The task - Pick every line out of the entries below that holds the string "struct", and report them.

Data records below:

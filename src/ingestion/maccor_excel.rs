#![cfg(feature = "excel")]

//! Maccor spreadsheet exports (`.xls`, `.xlsx`).
//!
//! Same layout as the text export: an optional metadata row, a header row, then data. Large
//! runs are split across several sheets, each repeating the header; rows are streamed sheet by
//! sheet in workbook order, holding one sheet in memory at a time.

use std::collections::{BTreeSet, VecDeque};
use std::fs::File;
use std::io::BufReader;
use std::path::{Path, PathBuf};

use calamine::{open_workbook_auto, Data, Range, Reader, Sheets};

use crate::error::{HarvestError, HarvestResult};
use crate::types::{NativeRow, RawValue};

use super::maccor_text::{
    is_duration_column, maccor_column_mapping, maccor_value, parse_metadata_cells, project,
    MaccorPreamble,
};
use super::{validate_header, ColumnMapping, ColumnScan, FileMetadata, FormatAdapter, FormatTag, RowStream};

type Workbook = Sheets<BufReader<File>>;

const SECS_PER_DAY: f64 = 86_400.0;

/// Adapter for [`FormatTag::MaccorExcel`].
#[derive(Debug, Clone, Copy, Default)]
pub struct MaccorExcel;

/// A sheet with its header located.
struct SheetLayout {
    preamble: Option<MaccorPreamble>,
    header_row: usize,
    header: Vec<String>,
}

fn locate_header(path: &Path, sheet: &str, range: &Range<Data>) -> HarvestResult<Option<SheetLayout>> {
    let mut preamble = None;
    for (idx, row) in range.rows().enumerate() {
        if row.iter().all(|c| matches!(c, Data::Empty)) {
            continue;
        }
        let cells: Vec<String> = row.iter().map(cell_to_header_string).collect();
        if preamble.is_none() {
            if let Some(p) = parse_metadata_cells(&cells) {
                preamble = Some(p);
                continue;
            }
        }
        let mut header = cells;
        while header.last().is_some_and(|c| c.is_empty()) {
            header.pop();
        }
        validate_header(path, &header).map_err(|e| wrap_with_sheet(sheet, e))?;
        return Ok(Some(SheetLayout {
            preamble,
            header_row: idx,
            header,
        }));
    }
    Ok(None)
}

fn wrap_with_sheet(sheet: &str, err: HarvestError) -> HarvestError {
    match err {
        HarvestError::UnsupportedFileType { path, reason } => HarvestError::UnsupportedFileType {
            path,
            reason: format!("sheet '{sheet}': {reason}"),
        },
        other => other,
    }
}

fn cell_to_header_string(c: &Data) -> String {
    match c {
        Data::String(s) => s.trim().to_owned(),
        Data::Int(i) => i.to_string(),
        Data::Float(f) => {
            if f.fract() == 0.0 {
                (*f as i64).to_string()
            } else {
                f.to_string()
            }
        }
        Data::Empty => String::new(),
        other => other.to_string(),
    }
}

fn cell_to_raw(column: &str, c: &Data) -> RawValue {
    match c {
        Data::Empty => RawValue::Empty,
        Data::Int(i) => RawValue::Number(*i as f64),
        Data::Float(f) => RawValue::Number(*f),
        Data::Bool(b) => RawValue::Number(if *b { 1.0 } else { 0.0 }),
        // Time-formatted cells hold Excel serial days; text exports give these columns in seconds.
        Data::DateTime(dt) if is_duration_column(column) => {
            RawValue::Number(dt.as_f64() * SECS_PER_DAY)
        }
        Data::DateTime(dt) => RawValue::Number(dt.as_f64()),
        Data::String(s) | Data::DateTimeIso(s) | Data::DurationIso(s) => maccor_value(column, s),
        Data::Error(e) => RawValue::Text(format!("{e:?}")),
    }
}

impl FormatAdapter for MaccorExcel {
    fn format(&self) -> FormatTag {
        FormatTag::MaccorExcel
    }

    fn load_metadata(&self, path: &Path) -> HarvestResult<FileMetadata> {
        let mut workbook: Workbook = open_workbook_auto(path)?;
        let sheets = workbook.sheet_names().to_vec();
        if sheets.is_empty() {
            return Err(HarvestError::unsupported(path, "workbook has no sheets"));
        }

        let mut first: Option<SheetLayout> = None;
        let mut scan: Option<ColumnScan> = None;
        for sheet in &sheets {
            let range = workbook.worksheet_range(sheet)?;
            let Some(layout) = locate_header(path, sheet, &range)? else {
                continue;
            };
            let scan = scan.get_or_insert_with(|| ColumnScan::new(layout.header.clone()));
            // Later sheets may order their columns differently; match them to the first by name.
            let slots: Vec<Option<usize>> = layout.header.iter().map(|n| scan.position(n)).collect();
            for row in range.rows().skip(layout.header_row + 1) {
                for ((cell, name), slot) in row.iter().zip(&layout.header).zip(&slots) {
                    if let Some(idx) = slot {
                        scan.observe(*idx, &cell_to_raw(name, cell));
                    }
                }
            }
            if first.is_none() {
                first = Some(layout);
            }
        }

        let first = first.ok_or_else(|| HarvestError::unsupported(path, "no sheet has a header row"))?;
        let preamble = first.preamble.unwrap_or_default();
        let mut properties = preamble.properties;
        properties.insert("sheets".to_string(), sheets.join(","));
        Ok(FileMetadata {
            format: FormatTag::MaccorExcel,
            start_date: preamble.start_date,
            properties,
            columns: scan.map(ColumnScan::finish).unwrap_or_default(),
        })
    }

    fn native_to_canonical(&self) -> ColumnMapping {
        maccor_column_mapping()
    }

    fn stream_rows(&self, path: &Path, columns: &BTreeSet<String>) -> HarvestResult<RowStream> {
        let workbook: Workbook = open_workbook_auto(path)?;
        let pending = workbook.sheet_names().to_vec().into();
        Ok(Box::new(ExcelRows {
            path: path.to_path_buf(),
            workbook,
            pending,
            columns: columns.clone(),
            current: None,
        }))
    }
}

struct OpenSheet {
    range: Range<Data>,
    next_row: usize,
    projection: Vec<(usize, String)>,
}

struct ExcelRows {
    path: PathBuf,
    workbook: Workbook,
    pending: VecDeque<String>,
    columns: BTreeSet<String>,
    current: Option<OpenSheet>,
}

impl ExcelRows {
    /// Load the next sheet that has a header; `Ok(false)` once sheets are exhausted.
    fn advance_sheet(&mut self) -> HarvestResult<bool> {
        while let Some(sheet) = self.pending.pop_front() {
            let range = self.workbook.worksheet_range(&sheet)?;
            let Some(layout) = locate_header(&self.path, &sheet, &range)? else {
                continue;
            };
            let projection = project(&self.path, &layout.header, &self.columns)
                .map_err(|e| wrap_with_sheet(&sheet, e))?;
            self.current = Some(OpenSheet {
                range,
                next_row: layout.header_row + 1,
                projection,
            });
            return Ok(true);
        }
        Ok(false)
    }
}

impl Iterator for ExcelRows {
    type Item = HarvestResult<NativeRow>;

    fn next(&mut self) -> Option<Self::Item> {
        loop {
            if let Some(open) = self.current.as_mut() {
                while open.next_row < open.range.height() {
                    let r = open.next_row;
                    open.next_row += 1;
                    let cells: Vec<(&String, &Data)> = open
                        .projection
                        .iter()
                        .map(|(c, name)| (name, open.range.get((r, *c)).unwrap_or(&Data::Empty)))
                        .collect();
                    if cells.iter().all(|(_, d)| matches!(d, Data::Empty)) {
                        continue;
                    }
                    let row = cells
                        .into_iter()
                        .map(|(name, d)| (name.clone(), cell_to_raw(name, d)))
                        .collect();
                    return Some(Ok(row));
                }
                self.current = None;
            }
            match self.advance_sheet() {
                Ok(true) => continue,
                Ok(false) => return None,
                Err(e) => {
                    self.pending.clear();
                    return Some(Err(e));
                }
            }
        }
    }
}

End of Data records.

Exercise response -
pub struct MaccorExcel;
struct SheetLayout {
struct OpenSheet {
struct ExcelRows {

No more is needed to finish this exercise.